INSTRUCTIONS TO FOLLOW: From the line that contains "repository 7892affc7d974345" down to the last line of the data below, transcribe every line exactly.

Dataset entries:
//! Clamped angle parameters for swing limits.

use serde::{Deserialize, Serialize};

// ---------------------------------------------------------------------------
// ClampedAngle
// ---------------------------------------------------------------------------

/// An angle stored in degrees and clamped to one full turn (±360°).
#[derive(Debug, Clone, Copy, PartialEq, Default, Serialize, Deserialize)]
pub struct ClampedAngle(f32);

impl ClampedAngle {
    /// Largest representable magnitude, in degrees.
    pub const MAX_DEGREES: f32 = 360.0;

    /// Create from degrees, clamping to ±360°.
    #[must_use]
    pub fn from_degrees(degrees: f32) -> Self {
        Self(degrees.clamp(-Self::MAX_DEGREES, Self::MAX_DEGREES))
    }

    /// Create from radians, clamping to ±2π.
    #[must_use]
    pub fn from_radians(radians: f32) -> Self {
        Self::from_degrees(radians.to_degrees())
    }

    /// Value in degrees.
    #[must_use]
    pub const fn degrees(self) -> f32 {
        self.0
    }

    /// Value in radians.
    #[must_use]
    pub fn radians(self) -> f32 {
        self.0.to_radians()
    }
}

// ---------------------------------------------------------------------------
// RotationLimits
// ---------------------------------------------------------------------------

/// A `[min, max]` swing range around a constraint axis.
///
/// `min <= max` is not enforced; the range is forwarded to the backend as
/// configured.
#[derive(Debug, Clone, Copy, PartialEq, Serialize, Deserialize)]
pub struct RotationLimits {
    pub min: ClampedAngle,
    pub max: ClampedAngle,
}

impl RotationLimits {
    /// Create from endpoints in degrees; each is clamped to ±360°.
    #[must_use]
    pub fn new(min_degrees: f32, max_degrees: f32) -> Self {
        Self {
            min: ClampedAngle::from_degrees(min_degrees),
            max: ClampedAngle::from_degrees(max_degrees),
        }
    }

    /// The full unrestricted turn (0° to 360°).
    #[must_use]
    pub fn full_turn() -> Self {
        Self::new(0.0, 360.0)
    }

    /// Both endpoints in radians, `[min, max]`.
    #[must_use]
    pub fn to_radians(self) -> [f32; 2] {
        [self.min.radians(), self.max.radians()]
    }
}

impl Default for RotationLimits {
    fn default() -> Self {
        Self::full_turn()
    }
}

// ---------------------------------------------------------------------------
// Tests
// ---------------------------------------------------------------------------

#[cfg(test)]
mod tests {
    use super::*;

    #[test]
    fn angle_within_range_is_kept() {
        let angle = ClampedAngle::from_degrees(45.0);
        assert!((angle.degrees() - 45.0).abs() < f32::EPSILON);
    }

    #[test]
    fn angle_clamps_above_full_turn() {
        let angle = ClampedAngle::from_degrees(500.0);
        assert!((angle.degrees() - 360.0).abs() < f32::EPSILON);
    }

    #[test]
    fn angle_clamps_below_negative_full_turn() {
        let angle = ClampedAngle::from_degrees(-500.0);
        assert!((angle.degrees() + 360.0).abs() < f32::EPSILON);
    }

    #[test]
    fn angle_radian_conversion() {
        let angle = ClampedAngle::from_degrees(180.0);
        assert!((angle.radians() - std::f32::consts::PI).abs() < 1e-6);

        let from_rad = ClampedAngle::from_radians(std::f32::consts::PI);
        assert!((from_rad.degrees() - 180.0).abs() < 1e-4);
    }

    #[test]
    fn angle_from_radians_clamps() {
        let angle = ClampedAngle::from_radians(3.0 * std::f32::consts::TAU);
        assert!((angle.degrees() - 360.0).abs() < f32::EPSILON);
    }

    #[test]
    fn default_angle_is_zero() {
        assert!(ClampedAngle::default().degrees().abs() < f32::EPSILON);
    }

    #[test]
    fn limits_default_to_full_turn() {
        let limits = RotationLimits::default();
        assert!(limits.min.degrees().abs() < f32::EPSILON);
        assert!((limits.max.degrees() - 360.0).abs() < f32::EPSILON);
    }

    #[test]
    fn limits_clamp_each_endpoint() {
        let limits = RotationLimits::new(-720.0, 720.0);
        assert!((limits.min.degrees() + 360.0).abs() < f32::EPSILON);
        assert!((limits.max.degrees() - 360.0).abs() < f32::EPSILON);
    }

    #[test]
    fn inverted_range_is_preserved() {
        // min > max is the caller's business; it must survive untouched.
        let limits = RotationLimits::new(90.0, -90.0);
        assert!((limits.min.degrees() - 90.0).abs() < f32::EPSILON);
        assert!((limits.max.degrees() + 90.0).abs() < f32::EPSILON);
    }

    #[test]
    fn limits_to_radians() {
        let [min, max] = RotationLimits::new(0.0, 180.0).to_radians();
        assert!(min.abs() < f32::EPSILON);
        assert!((max - std::f32::consts::PI).abs() < 1e-6);
    }

    #[test]
    fn limits_serialize_roundtrip() {
        let limits = RotationLimits::new(-45.0, 45.0);
        let json = serde_json::to_string(&limits).unwrap();
        let limits2: RotationLimits = serde_json::from_str(&json).unwrap();
        assert_eq!(limits, limits2);
    }
}
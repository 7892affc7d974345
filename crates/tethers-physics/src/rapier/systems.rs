//! Rapier physics step system.

use bevy::prelude::ResMut;

use super::world::RapierWorld;

/// Advance the rapier pipeline by the configured number of substeps.
pub fn step_physics(mut world: ResMut<RapierWorld>) {
    world.step();
}

// ---------------------------------------------------------------------------
// Tests
// ---------------------------------------------------------------------------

SOLUTION TO THIS PROBLEM:
repository 7892affc7d974345
filename crates/tethers-physics/src/rapier/systems.rs
//! Rapier physics step system.

use bevy::prelude::ResMut;

use super::world::RapierWorld;

/// Advance the rapier pipeline by the configured number of substeps.
pub fn step_physics(mut world: ResMut<RapierWorld>) {
    world.step();
}

// ---------------------------------------------------------------------------
// Tests
// ---------------------------------------------------------------------------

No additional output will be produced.